In a Korean meal, foods are served all at one time, not one by one or one after another. Servings are also oriented to one person. This is what sets Korean dining from other forms of meal serving. The basis of the table setting is just one person.
The basic style of table setting for a Korean meal is called ‘bansang‘ (반상). The main dish for this table setting is rice. A bansang usually consists of bap (밥, cooked rice), guk or tang (clear soup or thick soup), gochujang or ganjang (condiments like fermented chili paste or soy sauce, jjigae (stew), and banchan (side dishes). According to the number of banchan that is added, the table setting is called as 3 cheop (삼첩), 5 cheop (오첩), 7 cheop (칠첩), 9 cheop (구첩), 12 cheop (십이첩) bansang. The 12 cheop bansang is used in Korean royal cuisine.

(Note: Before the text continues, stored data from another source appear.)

//! Member Repository
//!
//! 成员目录的读取，以及首次启动时的引导账号写入。
//! 除引导流程外，工作流不修改成员数据。

use super::{RepoError, RepoResult};
use crate::db::models::{Member, Role};
use crate::utils::now_millis;
use sqlx::SqlitePool;
use uuid::Uuid;

#[derive(Clone)]
pub struct MemberRepository {
    pool: SqlitePool,
}

const SELECT_COLS: &str =
    "id, username, display_name, hash_pass, role, department_id, is_active, created_at";

impl MemberRepository {
    pub fn new(pool: SqlitePool) -> Self {
        Self { pool }
    }

    /// Find member by id
    pub async fn find_by_id(&self, id: &str) -> RepoResult<Option<Member>> {
        let member = sqlx::query_as::<_, Member>(&format!(
            "SELECT {SELECT_COLS} FROM member WHERE id = ?"
        ))
        .bind(id)
        .fetch_optional(&self.pool)
        .await?;
        Ok(member)
    }

    /// Find member by username
    pub async fn find_by_username(&self, username: &str) -> RepoResult<Option<Member>> {
        let member = sqlx::query_as::<_, Member>(&format!(
            "SELECT {SELECT_COLS} FROM member WHERE username = ? LIMIT 1"
        ))
        .bind(username)
        .fetch_optional(&self.pool)
        .await?;
        Ok(member)
    }

    /// Find all active members of a department, ordered by name
    pub async fn find_by_department(&self, department_id: &str) -> RepoResult<Vec<Member>> {
        let members = sqlx::query_as::<_, Member>(&format!(
            "SELECT {SELECT_COLS} FROM member WHERE department_id = ? AND is_active = 1 ORDER BY display_name"
        ))
        .bind(department_id)
        .fetch_all(&self.pool)
        .await?;
        Ok(members)
    }

    /// Count all members (bootstrap check)
    pub async fn count(&self) -> RepoResult<i64> {
        let count = sqlx::query_scalar::<_, i64>("SELECT COUNT(*) FROM member")
            .fetch_one(&self.pool)
            .await?;
        Ok(count)
    }

    /// Create a member (bootstrap / test fixtures only)
    pub async fn create(
        &self,
        username: &str,
        display_name: &str,
        password: &str,
        role: Role,
        department_id: Option<&str>,
    ) -> RepoResult<Member> {
        if self.find_by_username(username).await?.is_some() {
            return Err(RepoError::Duplicate(format!(
                "Username '{}' already exists",
                username
            )));
        }

        let hash_pass = Member::hash_password(password)
            .map_err(|e| RepoError::Database(format!("Failed to hash password: {}", e)))?;

        let id = Uuid::new_v4().to_string();
        let now = now_millis();
        sqlx::query(
            "INSERT INTO member (id, username, display_name, hash_pass, role, department_id, is_active, created_at)
             VALUES (?, ?, ?, ?, ?, ?, 1, ?)",
        )
        .bind(&id)
        .bind(username)
        .bind(display_name)
        .bind(&hash_pass)
        .bind(role)
        .bind(department_id)
        .bind(now)
        .execute(&self.pool)
        .await?;

        self.find_by_id(&id)
            .await?
            .ok_or_else(|| RepoError::Database("Failed to create member".to_string()))
    }
}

Hot foods are set to the right side of the table while cold foods to the left. Soup remains on the right side of the diner along with stews. Vegetables are on the left along with the rice. Kimchi and other side dishes are set to the back while sauces remain in the front. Utensils, which are spoon and chopsticks are on the right side of the diner, next to the soup. Check out these two photos below.
Other table settings are classified as juk-sang (porridge table), myeon-sang (noodle table), juan-sang (liquor table), dagwa-sang (refreshment table), and gyoja-sang (large dining table).
There are also meals arranged according to the season.